New AlTiTaZr medium entropy films (MEFs) are elaborated by using direct current magnetron sputtering of four pure metallic targets. The films are deposited in various argon‑nitrogen gas mixtures on glass, silicon and sapphire positioned in the center and in the targets axis of a rotating substrates holder. Crystallographic structure evolution, as a function of the nitrogen content, is predicted by calculating the phase selection criteria. The theoretical predicted structures are consistent with X-ray diffraction analysis results. Without nitrogen, the films are amorphous, and by increasing the N2 content in the gas mixture, they are single phased faces centered cubic (FCC).
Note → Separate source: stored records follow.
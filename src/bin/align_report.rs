use std::fs;
use std::path::{Path, PathBuf};

use chrono::Utc;
use clap::{Parser, ValueEnum};
use indicatif::{ProgressBar, ProgressStyle};
use kata_align::report::{
    aggregate_reports, compute_pair_report, Meta, PairInput, PairReport, Report, SCHEMA_VERSION,
};
use kata_align::{
    AlignmentEngine, AlignmentEngineBuilder, ColorCoordinator, ColorScheme, ColorSettings,
    EngineConfig, JsonFileSettingsStore,
};

#[path = "align_report/json_report_formatter.rs"]
mod json_report_formatter;
#[path = "align_report/text_report_formatter.rs"]
mod text_report_formatter;

#[derive(Debug, Clone, Copy, PartialEq, Eq, ValueEnum)]
enum OutputFormat {
    Json,
    Text,
}

#[derive(Debug, Clone, Copy, PartialEq, Eq, ValueEnum)]
enum SchemeChoice {
    Vibrant,
    Pastel,
    #[value(name = "high-contrast", alias = "highContrast")]
    HighContrast,
    Monochrome,
}

impl SchemeChoice {
    fn color_scheme(self) -> ColorScheme {
        match self {
            Self::Vibrant => ColorScheme::Vibrant,
            Self::Pastel => ColorScheme::Pastel,
            Self::HighContrast => ColorScheme::HighContrast,
            Self::Monochrome => ColorScheme::Monochrome,
        }
    }
}

#[derive(Debug, Parser)]
#[command(name = "align_report")]
#[command(about = "Align Indonesian/English sentence pairs and report words, phrases and colors")]
struct Args {
    /// Indonesian sentence (single-pair mode).
    #[arg(long, requires = "target", conflicts_with = "input")]
    source: Option<String>,
    /// English translation (single-pair mode).
    #[arg(long, requires = "source", conflicts_with = "input")]
    target: Option<String>,
    /// JSONL file, one `{"id"?, "source", "target", "expected"?}` object per line.
    #[arg(long, env = "KATA_ALIGN_INPUT")]
    input: Option<PathBuf>,
    /// Engine configuration JSON.
    #[arg(long, env = "KATA_ALIGN_CONFIG")]
    config: Option<PathBuf>,
    /// Extra dictionary JSON, merged according to the engine configuration.
    #[arg(long, env = "KATA_ALIGN_DICTIONARY")]
    dictionary: Option<PathBuf>,
    /// Settings file holding the persisted color preferences.
    #[arg(long, env = "KATA_ALIGN_SETTINGS")]
    settings: Option<PathBuf>,
    #[arg(long, env = "KATA_ALIGN_SCHEME", value_enum)]
    scheme: Option<SchemeChoice>,
    #[arg(long, env = "KATA_ALIGN_ACCESSIBILITY", default_value_t = false)]
    accessibility: bool,
    #[arg(
        long,
        env = "KATA_ALIGN_FORMAT",
        value_enum,
        default_value_t = OutputFormat::Json
    )]
    output_format: OutputFormat,
    /// Write the report here instead of stdout.
    #[arg(long, env = "KATA_ALIGN_OUT")]
    out: Option<PathBuf>,
    #[arg(short, long)]
    verbose: bool,
}

fn main() {
    if let Err(err) = run() {
        eprintln!("align_report: {err}");
        std::process::exit(1);
    }
}

fn run() -> Result<(), String> {
    let args = Args::parse();
    init_logging(args.verbose);

    let pairs = load_pairs(&args)?;
    if pairs.is_empty() {
        return Err("No sentence pairs to align.".to_string());
    }

    let engine = build_engine(args.config.as_deref(), args.dictionary.as_deref())?;
    let coordinator = build_coordinator(&args);

    let progress = if args.input.is_some() {
        let bar = ProgressBar::new(pairs.len() as u64);
        bar.set_style(
            ProgressStyle::with_template("[{elapsed_precise}] [{wide_bar:.cyan/blue}] {pos}/{len}")
                .unwrap_or_else(|_| ProgressStyle::default_bar())
                .progress_chars("=>-"),
        );
        bar
    } else {
        ProgressBar::hidden()
    };

    let mut reports: Vec<PairReport> = Vec::with_capacity(pairs.len());
    for (idx, pair) in pairs.iter().enumerate() {
        let id = pair.id.clone().unwrap_or_else(|| format!("pair-{idx}"));
        reports.push(compute_pair_report(&id, pair, &engine, &coordinator));
        progress.inc(1);
    }
    progress.finish_and_clear();

    let aggregates = aggregate_reports(&reports);
    let report = Report {
        schema_version: SCHEMA_VERSION,
        meta: Meta {
            generated_at: Utc::now().to_rfc3339(),
            scheme: coordinator.color_scheme(),
            accessibility_mode: coordinator.accessibility_mode(),
            pair_count: reports.len(),
        },
        pairs: reports,
        aggregates,
    };

    let rendered = match args.output_format {
        OutputFormat::Json => json_report_formatter::render_report(&report)?,
        OutputFormat::Text => text_report_formatter::render_report(&report),
    };
    match args.out.as_deref() {
        Some(path) => {
            write_output(path, &rendered)?;
            tracing::info!(path = %path.display(), pairs = report.meta.pair_count, "report written");
        }
        None => print!("{rendered}"),
    }
    Ok(())
}

fn init_logging(verbose: bool) {
    if verbose {
        tracing_subscriber::fmt()
            .with_max_level(tracing::Level::DEBUG)
            .with_target(true)
            .with_writer(std::io::stderr)
            .init();
    } else {
        tracing_subscriber::fmt()
            .with_max_level(tracing::Level::WARN)
            .with_target(false)
            .with_writer(std::io::stderr)
            .init();
    }
}

fn build_engine(config_path: Option<&Path>, dictionary: Option<&Path>) -> Result<AlignmentEngine, String> {
    let mut config = match config_path {
        Some(path) => EngineConfig::load(path)
            .map_err(|err| format!("Failed to load config '{}': {err}", path.display()))?,
        None => EngineConfig::default(),
    };
    if let Some(path) = dictionary {
        config.dictionary_path = Some(path.to_string_lossy().into_owned());
    }
    AlignmentEngineBuilder::new(config)
        .build()
        .map_err(|err| format!("Failed to build alignment engine: {err}"))
}

fn build_coordinator(args: &Args) -> ColorCoordinator {
    ColorCoordinator::new(resolve_color_settings(
        args.settings.as_deref(),
        args.scheme,
        args.accessibility,
    ))
}

/// Stored preferences overlaid with command-line flags. The settings file is only
/// read; a report run never rewrites saved preferences.
fn resolve_color_settings(
    settings_path: Option<&Path>,
    scheme: Option<SchemeChoice>,
    accessibility: bool,
) -> ColorSettings {
    let mut settings = match settings_path {
        Some(path) => ColorCoordinator::with_store(
            ColorSettings::default(),
            Box::new(JsonFileSettingsStore::new(path)),
        )
        .settings()
        .clone(),
        None => ColorSettings::default(),
    };
    if let Some(choice) = scheme {
        settings.color_scheme = choice.color_scheme();
    }
    if accessibility {
        settings.accessibility_mode = true;
    }
    settings
}

fn load_pairs(args: &Args) -> Result<Vec<PairInput>, String> {
    if let Some(path) = args.input.as_deref() {
        return load_jsonl_pairs(path);
    }
    match (&args.source, &args.target) {
        (Some(source), Some(target)) => Ok(vec![PairInput {
            id: None,
            source: source.clone(),
            target: target.clone(),
            expected: None,
        }]),
        _ => Err("Provide --source and --target, or --input <file.jsonl>.".to_string()),
    }
}

fn load_jsonl_pairs(path: &Path) -> Result<Vec<PairInput>, String> {
    let data = fs::read_to_string(path)
        .map_err(|err| format!("Failed to read input '{}': {err}", path.display()))?;
    data.lines()
        .enumerate()
        .filter(|(_, line)| !line.trim().is_empty())
        .map(|(line_idx, line)| {
            serde_json::from_str::<PairInput>(line).map_err(|err| {
                format!(
                    "Invalid pair on line {} of '{}': {err}",
                    line_idx + 1,
                    path.display()
                )
            })
        })
        .collect()
}

fn write_output(path: &Path, rendered: &str) -> Result<(), String> {
    if let Some(parent) = path.parent().filter(|p| !p.as_os_str().is_empty()) {
        fs::create_dir_all(parent).map_err(|err| {
            format!(
                "Failed to create report output directory '{}': {err}",
                parent.display()
            )
        })?;
    }
    fs::write(path, rendered)
        .map_err(|err| format!("Failed to write report file '{}': {err}", path.display()))
}

#[cfg(test)]
mod tests {
    use super::*;

    #[test]
    fn flags_override_stored_preferences_without_saving() {
        let path = std::env::temp_dir().join("kata_align_report_settings.json");
        let stored = r#"{"colorScheme":"pastel","accessibilityMode":false}"#;
        fs::write(&path, stored).expect("write settings");

        let settings = resolve_color_settings(Some(&path), Some(SchemeChoice::Monochrome), true);
        assert_eq!(settings.color_scheme, ColorScheme::Monochrome);
        assert!(settings.accessibility_mode);
        assert_eq!(fs::read_to_string(&path).expect("read settings"), stored);

        let settings = resolve_color_settings(Some(&path), None, false);
        assert_eq!(settings.color_scheme, ColorScheme::Pastel);
        let _ = fs::remove_file(&path);
    }
}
A {200} preferential growth of AlTiTaZr(N) films is favored in the targets axis position with increased nitrogen flow rate, whereas those in the center position of substrates holder grow preferentially with {111} planes parallel to the substrates surface. Hardness and Young's modulus are improved with increasing of the nitrogen flow. The highest values were obtained for those in the targets axis position and reach 24.64 GPa and 148.4 GPa for the hardness and the Young modulus respectively. These films were annealed at 600 °C and 900 °C in vacuum and their thermal stability is discussed. •AlTiTaZr-N films are prepared by direct current magnetron sputtering.•Deposition parameters are still challenging, the films structure can be influenced by substrates positions.•Phase selection criteria are exploited to predict the formation of solid solutions of medium entropy alloys.•Thermal analysis of nitride films reveals stable structures at 900°C.